Listed records below:

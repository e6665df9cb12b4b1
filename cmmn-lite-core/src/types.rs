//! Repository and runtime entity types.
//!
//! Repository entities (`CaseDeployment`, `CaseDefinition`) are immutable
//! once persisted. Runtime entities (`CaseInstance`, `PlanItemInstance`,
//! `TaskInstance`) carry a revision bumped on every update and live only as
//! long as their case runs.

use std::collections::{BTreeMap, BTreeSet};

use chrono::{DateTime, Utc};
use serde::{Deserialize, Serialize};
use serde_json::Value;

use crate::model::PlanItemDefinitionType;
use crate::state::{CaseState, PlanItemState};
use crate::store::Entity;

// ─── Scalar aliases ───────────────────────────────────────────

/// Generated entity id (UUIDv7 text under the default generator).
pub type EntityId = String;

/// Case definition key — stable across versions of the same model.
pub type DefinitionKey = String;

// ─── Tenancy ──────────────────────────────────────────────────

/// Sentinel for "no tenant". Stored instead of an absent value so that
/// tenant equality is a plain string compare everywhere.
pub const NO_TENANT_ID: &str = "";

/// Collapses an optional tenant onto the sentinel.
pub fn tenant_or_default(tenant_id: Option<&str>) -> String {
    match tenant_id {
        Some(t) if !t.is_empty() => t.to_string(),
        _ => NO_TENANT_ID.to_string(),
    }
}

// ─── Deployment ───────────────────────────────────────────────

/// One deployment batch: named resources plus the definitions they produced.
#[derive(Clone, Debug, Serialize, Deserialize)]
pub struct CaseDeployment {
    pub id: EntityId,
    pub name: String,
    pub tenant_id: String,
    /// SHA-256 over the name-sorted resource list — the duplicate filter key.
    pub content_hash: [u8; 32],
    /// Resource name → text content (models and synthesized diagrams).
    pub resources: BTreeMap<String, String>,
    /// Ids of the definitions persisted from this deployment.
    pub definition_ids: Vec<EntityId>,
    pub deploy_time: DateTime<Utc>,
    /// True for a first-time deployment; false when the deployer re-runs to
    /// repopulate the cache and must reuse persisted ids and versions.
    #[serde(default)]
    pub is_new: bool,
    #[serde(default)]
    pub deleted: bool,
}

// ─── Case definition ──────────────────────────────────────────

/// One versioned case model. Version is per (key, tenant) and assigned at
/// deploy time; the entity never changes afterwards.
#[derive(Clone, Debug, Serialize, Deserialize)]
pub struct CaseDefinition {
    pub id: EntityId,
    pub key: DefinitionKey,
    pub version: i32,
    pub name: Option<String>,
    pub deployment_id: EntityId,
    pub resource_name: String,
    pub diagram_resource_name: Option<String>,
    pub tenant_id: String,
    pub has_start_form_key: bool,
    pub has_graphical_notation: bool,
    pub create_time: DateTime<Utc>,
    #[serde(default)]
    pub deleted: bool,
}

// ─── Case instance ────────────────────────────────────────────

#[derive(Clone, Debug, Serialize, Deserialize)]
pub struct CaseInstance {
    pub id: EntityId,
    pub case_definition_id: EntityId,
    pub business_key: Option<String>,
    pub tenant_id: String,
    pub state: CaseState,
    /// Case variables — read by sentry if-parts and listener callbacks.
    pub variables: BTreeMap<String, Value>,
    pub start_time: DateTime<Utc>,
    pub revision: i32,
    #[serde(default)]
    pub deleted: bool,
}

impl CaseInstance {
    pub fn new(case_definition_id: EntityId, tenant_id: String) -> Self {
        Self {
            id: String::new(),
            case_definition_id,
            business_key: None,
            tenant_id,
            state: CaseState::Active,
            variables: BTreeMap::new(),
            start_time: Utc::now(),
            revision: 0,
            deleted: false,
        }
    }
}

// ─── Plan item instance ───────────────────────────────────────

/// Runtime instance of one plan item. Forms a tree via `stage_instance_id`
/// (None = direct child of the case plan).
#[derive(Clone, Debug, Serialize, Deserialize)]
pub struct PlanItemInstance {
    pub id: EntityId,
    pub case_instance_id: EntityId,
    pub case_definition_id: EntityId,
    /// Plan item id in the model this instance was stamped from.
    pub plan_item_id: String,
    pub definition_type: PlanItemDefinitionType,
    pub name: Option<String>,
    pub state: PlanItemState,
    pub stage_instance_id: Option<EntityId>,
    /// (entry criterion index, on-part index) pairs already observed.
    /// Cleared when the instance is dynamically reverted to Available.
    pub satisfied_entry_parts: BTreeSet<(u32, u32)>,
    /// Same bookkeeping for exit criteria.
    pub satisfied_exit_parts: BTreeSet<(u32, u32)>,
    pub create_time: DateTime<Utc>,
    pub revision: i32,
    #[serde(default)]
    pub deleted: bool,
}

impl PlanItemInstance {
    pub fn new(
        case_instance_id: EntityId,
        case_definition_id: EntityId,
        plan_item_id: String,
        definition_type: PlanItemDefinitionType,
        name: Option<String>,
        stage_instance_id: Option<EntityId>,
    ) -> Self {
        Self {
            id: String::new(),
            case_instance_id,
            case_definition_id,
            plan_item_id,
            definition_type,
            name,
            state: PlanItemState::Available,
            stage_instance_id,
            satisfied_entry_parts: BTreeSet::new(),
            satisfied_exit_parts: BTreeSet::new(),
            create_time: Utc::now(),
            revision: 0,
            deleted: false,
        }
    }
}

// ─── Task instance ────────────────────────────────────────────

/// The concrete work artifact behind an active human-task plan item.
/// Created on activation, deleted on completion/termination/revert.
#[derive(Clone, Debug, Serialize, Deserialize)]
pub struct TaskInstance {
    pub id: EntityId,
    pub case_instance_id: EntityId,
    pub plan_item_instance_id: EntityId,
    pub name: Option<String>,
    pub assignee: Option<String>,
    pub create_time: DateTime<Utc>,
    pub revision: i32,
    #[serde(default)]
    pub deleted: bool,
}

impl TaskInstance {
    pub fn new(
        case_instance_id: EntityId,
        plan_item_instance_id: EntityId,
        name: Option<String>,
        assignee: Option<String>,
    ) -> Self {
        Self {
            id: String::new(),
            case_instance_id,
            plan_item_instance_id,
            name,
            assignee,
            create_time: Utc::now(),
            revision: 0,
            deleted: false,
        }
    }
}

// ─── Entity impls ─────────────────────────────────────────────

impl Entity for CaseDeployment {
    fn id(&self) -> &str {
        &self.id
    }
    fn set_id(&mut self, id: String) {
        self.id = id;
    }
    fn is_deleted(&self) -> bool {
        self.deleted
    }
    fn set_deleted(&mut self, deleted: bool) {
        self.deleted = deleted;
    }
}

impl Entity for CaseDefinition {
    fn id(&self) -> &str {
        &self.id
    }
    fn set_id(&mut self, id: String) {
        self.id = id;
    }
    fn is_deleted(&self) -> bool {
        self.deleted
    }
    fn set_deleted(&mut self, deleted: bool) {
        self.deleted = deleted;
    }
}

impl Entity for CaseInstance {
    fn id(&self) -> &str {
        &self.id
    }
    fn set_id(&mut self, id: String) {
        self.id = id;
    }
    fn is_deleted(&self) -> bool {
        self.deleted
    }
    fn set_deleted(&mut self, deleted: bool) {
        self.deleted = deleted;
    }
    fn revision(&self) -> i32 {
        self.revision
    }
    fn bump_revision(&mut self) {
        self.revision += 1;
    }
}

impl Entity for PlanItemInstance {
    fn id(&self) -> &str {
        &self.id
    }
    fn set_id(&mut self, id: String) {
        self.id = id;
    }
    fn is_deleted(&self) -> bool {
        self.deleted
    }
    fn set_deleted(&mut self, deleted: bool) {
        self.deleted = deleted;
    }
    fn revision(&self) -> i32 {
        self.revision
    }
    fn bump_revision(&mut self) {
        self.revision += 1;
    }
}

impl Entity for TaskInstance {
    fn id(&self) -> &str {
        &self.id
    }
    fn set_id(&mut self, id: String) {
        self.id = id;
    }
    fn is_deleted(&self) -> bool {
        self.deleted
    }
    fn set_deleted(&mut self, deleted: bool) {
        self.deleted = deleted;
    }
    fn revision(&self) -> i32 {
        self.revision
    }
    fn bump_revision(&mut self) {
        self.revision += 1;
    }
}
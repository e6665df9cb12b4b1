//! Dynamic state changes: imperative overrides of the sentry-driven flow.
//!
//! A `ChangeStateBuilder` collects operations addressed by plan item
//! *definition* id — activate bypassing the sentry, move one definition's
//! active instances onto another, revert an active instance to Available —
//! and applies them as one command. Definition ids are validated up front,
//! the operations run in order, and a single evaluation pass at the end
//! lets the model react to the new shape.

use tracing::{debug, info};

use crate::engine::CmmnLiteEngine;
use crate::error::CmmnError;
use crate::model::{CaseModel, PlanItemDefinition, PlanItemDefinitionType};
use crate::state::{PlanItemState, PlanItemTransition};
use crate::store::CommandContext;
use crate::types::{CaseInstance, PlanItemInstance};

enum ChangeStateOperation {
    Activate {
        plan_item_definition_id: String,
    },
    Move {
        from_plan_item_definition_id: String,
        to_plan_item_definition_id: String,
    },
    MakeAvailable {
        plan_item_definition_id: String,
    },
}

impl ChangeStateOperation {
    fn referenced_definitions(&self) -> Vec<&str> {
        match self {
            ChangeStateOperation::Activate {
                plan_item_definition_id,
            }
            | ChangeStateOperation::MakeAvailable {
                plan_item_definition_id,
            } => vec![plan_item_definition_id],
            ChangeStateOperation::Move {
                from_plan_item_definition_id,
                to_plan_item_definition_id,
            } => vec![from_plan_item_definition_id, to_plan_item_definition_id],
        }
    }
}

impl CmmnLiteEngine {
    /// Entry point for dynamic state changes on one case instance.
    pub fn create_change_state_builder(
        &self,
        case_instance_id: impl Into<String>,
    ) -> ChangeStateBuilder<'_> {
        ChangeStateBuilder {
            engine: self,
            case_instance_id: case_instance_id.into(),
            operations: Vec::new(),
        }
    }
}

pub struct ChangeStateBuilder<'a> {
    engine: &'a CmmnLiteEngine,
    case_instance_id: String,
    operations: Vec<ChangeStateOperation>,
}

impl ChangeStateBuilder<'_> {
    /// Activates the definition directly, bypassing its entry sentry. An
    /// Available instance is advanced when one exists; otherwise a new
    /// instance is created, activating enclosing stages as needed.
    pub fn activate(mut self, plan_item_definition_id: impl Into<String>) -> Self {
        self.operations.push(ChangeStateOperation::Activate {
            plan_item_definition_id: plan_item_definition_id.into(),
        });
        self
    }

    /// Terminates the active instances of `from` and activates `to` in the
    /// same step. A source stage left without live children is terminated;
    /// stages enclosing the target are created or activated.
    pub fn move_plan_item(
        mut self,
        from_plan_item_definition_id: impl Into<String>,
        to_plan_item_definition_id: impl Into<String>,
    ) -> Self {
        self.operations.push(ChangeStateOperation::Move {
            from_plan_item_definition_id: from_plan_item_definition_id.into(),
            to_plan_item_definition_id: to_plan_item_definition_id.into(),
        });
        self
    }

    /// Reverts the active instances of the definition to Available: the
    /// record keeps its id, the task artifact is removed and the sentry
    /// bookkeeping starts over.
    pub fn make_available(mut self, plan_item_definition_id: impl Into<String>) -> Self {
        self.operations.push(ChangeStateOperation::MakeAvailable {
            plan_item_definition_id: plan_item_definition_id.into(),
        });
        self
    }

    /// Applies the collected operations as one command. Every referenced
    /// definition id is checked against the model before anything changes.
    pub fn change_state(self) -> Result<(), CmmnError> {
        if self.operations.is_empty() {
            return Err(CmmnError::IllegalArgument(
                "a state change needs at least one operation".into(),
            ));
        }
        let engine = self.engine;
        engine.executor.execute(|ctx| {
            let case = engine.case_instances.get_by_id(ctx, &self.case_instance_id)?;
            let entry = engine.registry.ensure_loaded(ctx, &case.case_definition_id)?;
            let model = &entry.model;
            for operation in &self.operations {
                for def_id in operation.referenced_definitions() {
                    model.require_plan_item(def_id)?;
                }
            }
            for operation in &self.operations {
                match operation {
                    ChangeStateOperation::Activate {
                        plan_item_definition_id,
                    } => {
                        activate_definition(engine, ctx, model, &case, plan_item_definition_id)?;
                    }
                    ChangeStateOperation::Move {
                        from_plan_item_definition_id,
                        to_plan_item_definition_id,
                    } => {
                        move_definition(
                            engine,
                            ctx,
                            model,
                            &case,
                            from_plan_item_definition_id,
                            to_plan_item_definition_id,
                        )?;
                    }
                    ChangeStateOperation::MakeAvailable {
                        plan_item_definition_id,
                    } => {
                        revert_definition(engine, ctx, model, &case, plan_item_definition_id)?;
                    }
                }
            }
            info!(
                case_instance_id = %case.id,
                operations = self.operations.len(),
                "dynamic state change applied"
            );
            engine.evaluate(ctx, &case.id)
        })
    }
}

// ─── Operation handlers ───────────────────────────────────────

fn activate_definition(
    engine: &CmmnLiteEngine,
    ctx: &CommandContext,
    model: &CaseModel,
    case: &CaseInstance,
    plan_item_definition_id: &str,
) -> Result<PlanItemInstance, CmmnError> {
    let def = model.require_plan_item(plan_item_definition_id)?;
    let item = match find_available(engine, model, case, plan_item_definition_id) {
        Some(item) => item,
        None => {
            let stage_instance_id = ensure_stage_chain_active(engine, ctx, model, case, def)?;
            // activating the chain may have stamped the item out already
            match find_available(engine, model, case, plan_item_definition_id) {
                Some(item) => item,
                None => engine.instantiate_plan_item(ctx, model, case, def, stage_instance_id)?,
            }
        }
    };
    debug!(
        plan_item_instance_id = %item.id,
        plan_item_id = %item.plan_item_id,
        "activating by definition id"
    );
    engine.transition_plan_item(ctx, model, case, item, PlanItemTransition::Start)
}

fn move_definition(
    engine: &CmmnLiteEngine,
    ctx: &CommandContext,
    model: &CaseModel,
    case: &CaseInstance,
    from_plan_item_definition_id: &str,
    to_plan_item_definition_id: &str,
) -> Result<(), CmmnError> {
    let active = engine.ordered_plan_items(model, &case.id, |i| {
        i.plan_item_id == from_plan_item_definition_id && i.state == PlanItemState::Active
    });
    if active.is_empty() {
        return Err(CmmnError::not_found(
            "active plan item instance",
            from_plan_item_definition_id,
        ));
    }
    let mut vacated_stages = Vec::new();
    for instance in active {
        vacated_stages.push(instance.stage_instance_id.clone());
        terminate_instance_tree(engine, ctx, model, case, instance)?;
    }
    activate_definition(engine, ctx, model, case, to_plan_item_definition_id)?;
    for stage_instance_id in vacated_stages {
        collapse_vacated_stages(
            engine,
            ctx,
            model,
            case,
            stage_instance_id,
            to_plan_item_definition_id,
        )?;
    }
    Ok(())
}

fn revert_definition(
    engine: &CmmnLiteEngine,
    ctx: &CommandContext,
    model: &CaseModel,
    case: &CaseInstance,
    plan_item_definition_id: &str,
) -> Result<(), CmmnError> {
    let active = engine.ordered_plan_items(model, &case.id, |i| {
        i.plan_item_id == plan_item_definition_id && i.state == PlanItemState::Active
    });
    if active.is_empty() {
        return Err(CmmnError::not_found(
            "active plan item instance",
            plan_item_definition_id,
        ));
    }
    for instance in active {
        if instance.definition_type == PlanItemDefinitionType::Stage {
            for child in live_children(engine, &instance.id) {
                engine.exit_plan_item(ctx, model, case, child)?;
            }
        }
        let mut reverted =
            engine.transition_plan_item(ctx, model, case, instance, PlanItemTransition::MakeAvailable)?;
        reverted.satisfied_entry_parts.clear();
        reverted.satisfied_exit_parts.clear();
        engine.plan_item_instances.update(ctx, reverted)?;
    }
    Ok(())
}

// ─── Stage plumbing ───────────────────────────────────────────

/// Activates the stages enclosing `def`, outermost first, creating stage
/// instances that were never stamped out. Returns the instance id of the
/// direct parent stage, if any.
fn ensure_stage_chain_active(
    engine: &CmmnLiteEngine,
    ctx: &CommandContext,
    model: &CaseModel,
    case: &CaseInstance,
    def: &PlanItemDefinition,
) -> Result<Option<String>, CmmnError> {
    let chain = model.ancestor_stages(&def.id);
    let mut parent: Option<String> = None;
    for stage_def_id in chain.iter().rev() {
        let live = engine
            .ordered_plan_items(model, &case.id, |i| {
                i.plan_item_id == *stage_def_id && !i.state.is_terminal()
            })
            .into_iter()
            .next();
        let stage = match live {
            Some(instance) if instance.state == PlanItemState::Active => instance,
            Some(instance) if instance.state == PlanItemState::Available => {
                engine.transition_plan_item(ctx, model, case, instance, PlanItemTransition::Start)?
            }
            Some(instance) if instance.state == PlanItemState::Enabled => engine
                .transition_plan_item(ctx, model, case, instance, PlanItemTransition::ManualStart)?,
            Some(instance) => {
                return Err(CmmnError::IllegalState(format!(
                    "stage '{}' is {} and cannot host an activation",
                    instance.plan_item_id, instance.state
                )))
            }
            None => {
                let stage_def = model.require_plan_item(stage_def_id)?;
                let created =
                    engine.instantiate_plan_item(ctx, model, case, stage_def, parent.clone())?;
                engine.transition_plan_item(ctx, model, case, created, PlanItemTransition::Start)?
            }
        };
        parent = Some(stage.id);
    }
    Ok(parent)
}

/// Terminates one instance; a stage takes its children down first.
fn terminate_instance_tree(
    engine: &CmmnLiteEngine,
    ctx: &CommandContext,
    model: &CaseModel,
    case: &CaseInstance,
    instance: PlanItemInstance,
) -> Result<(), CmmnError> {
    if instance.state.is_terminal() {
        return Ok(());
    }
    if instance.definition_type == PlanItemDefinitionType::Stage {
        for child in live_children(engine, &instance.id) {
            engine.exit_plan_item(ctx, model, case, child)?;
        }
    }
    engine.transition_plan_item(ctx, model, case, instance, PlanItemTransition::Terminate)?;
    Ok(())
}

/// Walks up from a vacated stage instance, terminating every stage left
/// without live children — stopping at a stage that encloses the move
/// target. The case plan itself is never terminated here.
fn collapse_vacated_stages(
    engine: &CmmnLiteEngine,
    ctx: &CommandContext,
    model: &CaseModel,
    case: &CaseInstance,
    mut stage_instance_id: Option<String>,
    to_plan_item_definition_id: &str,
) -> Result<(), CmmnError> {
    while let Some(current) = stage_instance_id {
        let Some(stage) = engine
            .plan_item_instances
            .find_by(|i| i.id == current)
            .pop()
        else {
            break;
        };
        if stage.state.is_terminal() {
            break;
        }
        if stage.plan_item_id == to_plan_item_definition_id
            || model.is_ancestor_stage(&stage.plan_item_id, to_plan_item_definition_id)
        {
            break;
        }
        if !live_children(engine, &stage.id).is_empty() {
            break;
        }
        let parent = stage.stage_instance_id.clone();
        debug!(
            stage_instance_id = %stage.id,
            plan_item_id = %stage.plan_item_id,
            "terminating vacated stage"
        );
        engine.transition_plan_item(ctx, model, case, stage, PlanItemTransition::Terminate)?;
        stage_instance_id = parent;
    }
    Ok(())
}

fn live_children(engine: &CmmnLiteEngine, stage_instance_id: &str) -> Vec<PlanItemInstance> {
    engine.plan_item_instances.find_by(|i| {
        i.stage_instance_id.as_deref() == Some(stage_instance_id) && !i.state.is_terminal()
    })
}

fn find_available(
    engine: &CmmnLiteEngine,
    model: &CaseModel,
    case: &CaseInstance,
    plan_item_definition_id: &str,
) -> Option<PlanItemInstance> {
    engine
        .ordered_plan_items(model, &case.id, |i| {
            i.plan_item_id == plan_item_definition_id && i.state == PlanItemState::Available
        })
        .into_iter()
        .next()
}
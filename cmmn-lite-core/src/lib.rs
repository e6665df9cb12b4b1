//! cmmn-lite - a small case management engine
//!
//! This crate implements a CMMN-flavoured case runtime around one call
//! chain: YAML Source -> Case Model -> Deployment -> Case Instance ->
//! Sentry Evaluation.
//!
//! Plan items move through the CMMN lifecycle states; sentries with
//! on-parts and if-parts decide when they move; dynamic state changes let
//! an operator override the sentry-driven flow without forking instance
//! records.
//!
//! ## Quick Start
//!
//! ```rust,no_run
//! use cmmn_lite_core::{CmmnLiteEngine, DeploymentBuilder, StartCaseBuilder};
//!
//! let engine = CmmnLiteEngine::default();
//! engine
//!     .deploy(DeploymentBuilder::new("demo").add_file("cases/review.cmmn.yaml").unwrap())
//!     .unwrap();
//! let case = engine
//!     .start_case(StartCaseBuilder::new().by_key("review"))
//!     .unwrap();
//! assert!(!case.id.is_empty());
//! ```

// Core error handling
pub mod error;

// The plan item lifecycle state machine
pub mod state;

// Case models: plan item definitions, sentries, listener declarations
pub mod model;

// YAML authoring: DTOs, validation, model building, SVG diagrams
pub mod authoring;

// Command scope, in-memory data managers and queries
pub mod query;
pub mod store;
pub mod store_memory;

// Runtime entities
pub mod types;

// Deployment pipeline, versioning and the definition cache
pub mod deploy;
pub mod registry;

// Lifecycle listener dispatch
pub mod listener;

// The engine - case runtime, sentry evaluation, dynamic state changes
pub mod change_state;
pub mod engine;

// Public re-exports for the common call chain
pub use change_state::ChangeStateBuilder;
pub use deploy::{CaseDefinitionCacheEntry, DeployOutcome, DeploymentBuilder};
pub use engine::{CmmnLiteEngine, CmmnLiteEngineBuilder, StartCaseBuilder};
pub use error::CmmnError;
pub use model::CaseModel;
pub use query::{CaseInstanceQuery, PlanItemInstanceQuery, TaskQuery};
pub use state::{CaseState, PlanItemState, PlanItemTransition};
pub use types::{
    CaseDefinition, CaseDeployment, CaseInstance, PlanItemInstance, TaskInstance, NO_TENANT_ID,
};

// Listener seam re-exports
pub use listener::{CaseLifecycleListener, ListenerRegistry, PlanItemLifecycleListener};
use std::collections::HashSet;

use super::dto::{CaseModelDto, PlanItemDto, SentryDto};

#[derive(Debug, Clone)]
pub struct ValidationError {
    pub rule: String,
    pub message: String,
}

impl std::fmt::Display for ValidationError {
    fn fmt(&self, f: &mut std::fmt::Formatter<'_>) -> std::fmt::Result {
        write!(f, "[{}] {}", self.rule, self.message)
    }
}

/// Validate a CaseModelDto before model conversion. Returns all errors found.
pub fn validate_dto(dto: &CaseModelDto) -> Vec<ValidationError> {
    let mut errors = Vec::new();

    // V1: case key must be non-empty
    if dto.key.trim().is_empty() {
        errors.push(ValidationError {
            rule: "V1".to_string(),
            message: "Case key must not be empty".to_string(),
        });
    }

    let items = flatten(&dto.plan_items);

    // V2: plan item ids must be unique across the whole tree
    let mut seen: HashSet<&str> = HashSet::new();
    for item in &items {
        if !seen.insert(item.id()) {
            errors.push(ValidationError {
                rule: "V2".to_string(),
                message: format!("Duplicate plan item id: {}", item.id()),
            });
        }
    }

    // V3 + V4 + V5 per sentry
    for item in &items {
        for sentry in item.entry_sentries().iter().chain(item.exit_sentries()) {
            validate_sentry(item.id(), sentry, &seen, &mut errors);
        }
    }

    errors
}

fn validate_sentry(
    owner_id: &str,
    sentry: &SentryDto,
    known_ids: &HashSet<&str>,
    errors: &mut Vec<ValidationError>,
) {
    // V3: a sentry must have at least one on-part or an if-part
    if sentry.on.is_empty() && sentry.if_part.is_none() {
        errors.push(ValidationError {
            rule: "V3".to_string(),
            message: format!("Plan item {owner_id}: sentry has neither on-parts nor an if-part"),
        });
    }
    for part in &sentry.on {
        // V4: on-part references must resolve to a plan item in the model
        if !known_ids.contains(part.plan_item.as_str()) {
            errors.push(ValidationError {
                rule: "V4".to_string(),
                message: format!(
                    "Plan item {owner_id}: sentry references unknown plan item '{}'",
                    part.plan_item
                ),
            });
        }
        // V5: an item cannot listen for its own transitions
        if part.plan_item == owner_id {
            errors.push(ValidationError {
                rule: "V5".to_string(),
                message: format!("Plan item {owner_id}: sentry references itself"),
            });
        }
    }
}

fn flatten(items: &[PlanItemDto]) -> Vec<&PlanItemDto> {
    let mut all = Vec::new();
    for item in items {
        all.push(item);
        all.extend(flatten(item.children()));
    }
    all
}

End of Listed records.

Work request
Check each line of the records for the word "struct", then state how many lines have it, as a number only.

Written answer
7